* EXERCISE AIM
What is needed is a word-for-word transcription of every record below.

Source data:

━━━━━━━━━━━━━━━━━━━━

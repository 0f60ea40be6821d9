//! Program parameters and descriptor layouts.
use crate::pipeline::ShaderStageFlags;
use std::rc::Rc;

/// Declared type of a program parameter or descriptor slot.
#[derive(Copy, Clone, Debug, Eq, PartialEq, Hash)]
pub enum UniformType {
    Null,
    Boolean,
    Int,
    Int2,
    Int3,
    Int4,
    UInt,
    UInt2,
    UInt3,
    UInt4,
    Float,
    Float2,
    Float3,
    Float4,
    Float2x2,
    Float3x3,
    Float4x4,
    IntArray,
    Int2Array,
    Int3Array,
    Int4Array,
    UIntArray,
    UInt2Array,
    UInt3Array,
    UInt4Array,
    FloatArray,
    Float2Array,
    Float3Array,
    Float4Array,
    Float2x2Array,
    Float3x3Array,
    Float4x4Array,
    Sampler,
    SamplerImage,
    CombinedImageSampler,
    StorageImage,
    StorageTexelBuffer,
    UniformTexelBuffer,
    UniformBuffer,
    UniformBufferDynamic,
    StorageBuffer,
    StorageBufferDynamic,
    InputAttachment,
}

impl UniformType {
    /// Array form of a scalar, vector or matrix type.
    pub fn to_array(self) -> UniformType {
        match self {
            UniformType::Int => UniformType::IntArray,
            UniformType::Int2 => UniformType::Int2Array,
            UniformType::Int3 => UniformType::Int3Array,
            UniformType::Int4 => UniformType::Int4Array,
            UniformType::UInt => UniformType::UIntArray,
            UniformType::UInt2 => UniformType::UInt2Array,
            UniformType::UInt3 => UniformType::UInt3Array,
            UniformType::UInt4 => UniformType::UInt4Array,
            UniformType::Float => UniformType::FloatArray,
            UniformType::Float2 => UniformType::Float2Array,
            UniformType::Float3 => UniformType::Float3Array,
            UniformType::Float4 => UniformType::Float4Array,
            UniformType::Float2x2 => UniformType::Float2x2Array,
            UniformType::Float3x3 => UniformType::Float3x3Array,
            UniformType::Float4x4 => UniformType::Float4x4Array,
            other => other,
        }
    }

    /// Whether this type is bound as a texture unit.
    pub fn is_texture(self) -> bool {
        match self {
            UniformType::Sampler
            | UniformType::SamplerImage
            | UniformType::CombinedImageSampler
            | UniformType::StorageImage => true,
            _ => false,
        }
    }

    /// Whether this type is bound as an indexed buffer binding point.
    pub fn is_buffer(self) -> bool {
        match self {
            UniformType::UniformBuffer
            | UniformType::UniformBufferDynamic
            | UniformType::StorageBuffer
            | UniformType::StorageBufferDynamic => true,
            _ => false,
        }
    }
}

/// A plain uniform of a linked program.
#[derive(Clone, Debug, Eq, PartialEq, Hash)]
pub struct GraphicsUniform {
    pub name: String,
    /// Companion sampler name for combined image/sampler uniforms.
    pub sampler_name: Option<String>,
    pub ty: UniformType,
    /// Byte offset inside the owning uniform block, 0 for free uniforms.
    pub offset: u32,
    /// Element count, 1 for non-array uniforms.
    pub array_size: u32,
    /// Native location, or texture unit for texture uniforms.
    pub binding_point: u32,
    pub stage_flags: ShaderStageFlags,
}

/// A uniform block of a linked program.
#[derive(Clone, Debug, Eq, PartialEq, Hash)]
pub struct GraphicsUniformBlock {
    pub name: String,
    pub block_size: u32,
    /// Indexed buffer binding point the block is bound to.
    pub binding_point: u32,
    pub stage_flags: ShaderStageFlags,
    /// Members in declaration order.
    pub uniforms: Vec<GraphicsUniform>,
}

#[derive(Clone, Debug, Eq, PartialEq, Hash)]
pub enum GraphicsParam {
    Uniform(GraphicsUniform),
    UniformBlock(GraphicsUniformBlock),
}

impl GraphicsParam {
    pub fn name(&self) -> &str {
        match self {
            GraphicsParam::Uniform(u) => &u.name,
            GraphicsParam::UniformBlock(b) => &b.name,
        }
    }

    pub fn ty(&self) -> UniformType {
        match self {
            GraphicsParam::Uniform(u) => u.ty,
            GraphicsParam::UniformBlock(_) => UniformType::UniformBuffer,
        }
    }

    pub fn binding_point(&self) -> u32 {
        match self {
            GraphicsParam::Uniform(u) => u.binding_point,
            GraphicsParam::UniformBlock(b) => b.binding_point,
        }
    }

    pub fn stage_flags(&self) -> ShaderStageFlags {
        match self {
            GraphicsParam::Uniform(u) => u.stage_flags,
            GraphicsParam::UniformBlock(b) => b.stage_flags,
        }
    }
}

/// Ordered parameters a descriptor set must provide values for.
///
/// Parameters are shared with the program that produced them; descriptor sets match slots by
/// parameter identity.
#[derive(Clone, Debug, Default)]
pub struct DescriptorSetLayoutDesc {
    pub components: Vec<Rc<GraphicsParam>>,
}

impl DescriptorSetLayoutDesc {
    pub fn new(components: Vec<Rc<GraphicsParam>>) -> DescriptorSetLayoutDesc {
        DescriptorSetLayoutDesc { components }
    }
}

#[derive(Copy, Clone, Debug, Eq, PartialEq, Hash)]
pub struct DescriptorPoolComponent {
    pub ty: UniformType,
    pub count: u32,
}

#[derive(Clone, Debug, Default, Eq, PartialEq, Hash)]
pub struct DescriptorPoolDesc {
    pub max_sets: u32,
    pub components: Vec<DescriptorPoolComponent>,
}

━━━━━━━━━━━━━━━━━━━━

* RESPONSE
repository 0f60ea40be6821d9
//! Program parameters and descriptor layouts.
use crate::pipeline::ShaderStageFlags;
use std::rc::Rc;

/// Declared type of a program parameter or descriptor slot.
#[derive(Copy, Clone, Debug, Eq, PartialEq, Hash)]
pub enum UniformType {
    Null,
    Boolean,
    Int,
    Int2,
    Int3,
    Int4,
    UInt,
    UInt2,
    UInt3,
    UInt4,
    Float,
    Float2,
    Float3,
    Float4,
    Float2x2,
    Float3x3,
    Float4x4,
    IntArray,
    Int2Array,
    Int3Array,
    Int4Array,
    UIntArray,
    UInt2Array,
    UInt3Array,
    UInt4Array,
    FloatArray,
    Float2Array,
    Float3Array,
    Float4Array,
    Float2x2Array,
    Float3x3Array,
    Float4x4Array,
    Sampler,
    SamplerImage,
    CombinedImageSampler,
    StorageImage,
    StorageTexelBuffer,
    UniformTexelBuffer,
    UniformBuffer,
    UniformBufferDynamic,
    StorageBuffer,
    StorageBufferDynamic,
    InputAttachment,
}

impl UniformType {
    /// Array form of a scalar, vector or matrix type.
    pub fn to_array(self) -> UniformType {
        match self {
            UniformType::Int => UniformType::IntArray,
            UniformType::Int2 => UniformType::Int2Array,
            UniformType::Int3 => UniformType::Int3Array,
            UniformType::Int4 => UniformType::Int4Array,
            UniformType::UInt => UniformType::UIntArray,
            UniformType::UInt2 => UniformType::UInt2Array,
            UniformType::UInt3 => UniformType::UInt3Array,
            UniformType::UInt4 => UniformType::UInt4Array,
            UniformType::Float => UniformType::FloatArray,
            UniformType::Float2 => UniformType::Float2Array,
            UniformType::Float3 => UniformType::Float3Array,
            UniformType::Float4 => UniformType::Float4Array,
            UniformType::Float2x2 => UniformType::Float2x2Array,
            UniformType::Float3x3 => UniformType::Float3x3Array,
            UniformType::Float4x4 => UniformType::Float4x4Array,
            other => other,
        }
    }

    /// Whether this type is bound as a texture unit.
    pub fn is_texture(self) -> bool {
        match self {
            UniformType::Sampler
            | UniformType::SamplerImage
            | UniformType::CombinedImageSampler
            | UniformType::StorageImage => true,
            _ => false,
        }
    }

    /// Whether this type is bound as an indexed buffer binding point.
    pub fn is_buffer(self) -> bool {
        match self {
            UniformType::UniformBuffer
            | UniformType::UniformBufferDynamic
            | UniformType::StorageBuffer
            | UniformType::StorageBufferDynamic => true,
            _ => false,
        }
    }
}

/// A plain uniform of a linked program.
#[derive(Clone, Debug, Eq, PartialEq, Hash)]
pub struct GraphicsUniform {
    pub name: String,
    /// Companion sampler name for combined image/sampler uniforms.
    pub sampler_name: Option<String>,
    pub ty: UniformType,
    /// Byte offset inside the owning uniform block, 0 for free uniforms.
    pub offset: u32,
    /// Element count, 1 for non-array uniforms.
    pub array_size: u32,
    /// Native location, or texture unit for texture uniforms.
    pub binding_point: u32,
    pub stage_flags: ShaderStageFlags,
}

/// A uniform block of a linked program.
#[derive(Clone, Debug, Eq, PartialEq, Hash)]
pub struct GraphicsUniformBlock {
    pub name: String,
    pub block_size: u32,
    /// Indexed buffer binding point the block is bound to.
    pub binding_point: u32,
    pub stage_flags: ShaderStageFlags,
    /// Members in declaration order.
    pub uniforms: Vec<GraphicsUniform>,
}

#[derive(Clone, Debug, Eq, PartialEq, Hash)]
pub enum GraphicsParam {
    Uniform(GraphicsUniform),
    UniformBlock(GraphicsUniformBlock),
}

impl GraphicsParam {
    pub fn name(&self) -> &str {
        match self {
            GraphicsParam::Uniform(u) => &u.name,
            GraphicsParam::UniformBlock(b) => &b.name,
        }
    }

    pub fn ty(&self) -> UniformType {
        match self {
            GraphicsParam::Uniform(u) => u.ty,
            GraphicsParam::UniformBlock(_) => UniformType::UniformBuffer,
        }
    }

    pub fn binding_point(&self) -> u32 {
        match self {
            GraphicsParam::Uniform(u) => u.binding_point,
            GraphicsParam::UniformBlock(b) => b.binding_point,
        }
    }

    pub fn stage_flags(&self) -> ShaderStageFlags {
        match self {
            GraphicsParam::Uniform(u) => u.stage_flags,
            GraphicsParam::UniformBlock(b) => b.stage_flags,
        }
    }
}

/// Ordered parameters a descriptor set must provide values for.
///
/// Parameters are shared with the program that produced them; descriptor sets match slots by
/// parameter identity.
#[derive(Clone, Debug, Default)]
pub struct DescriptorSetLayoutDesc {
    pub components: Vec<Rc<GraphicsParam>>,
}

impl DescriptorSetLayoutDesc {
    pub fn new(components: Vec<Rc<GraphicsParam>>) -> DescriptorSetLayoutDesc {
        DescriptorSetLayoutDesc { components }
    }
}

#[derive(Copy, Clone, Debug, Eq, PartialEq, Hash)]
pub struct DescriptorPoolComponent {
    pub ty: UniformType,
    pub count: u32,
}

#[derive(Clone, Debug, Default, Eq, PartialEq, Hash)]
pub struct DescriptorPoolDesc {
    pub max_sets: u32,
    pub components: Vec<DescriptorPoolComponent>,
}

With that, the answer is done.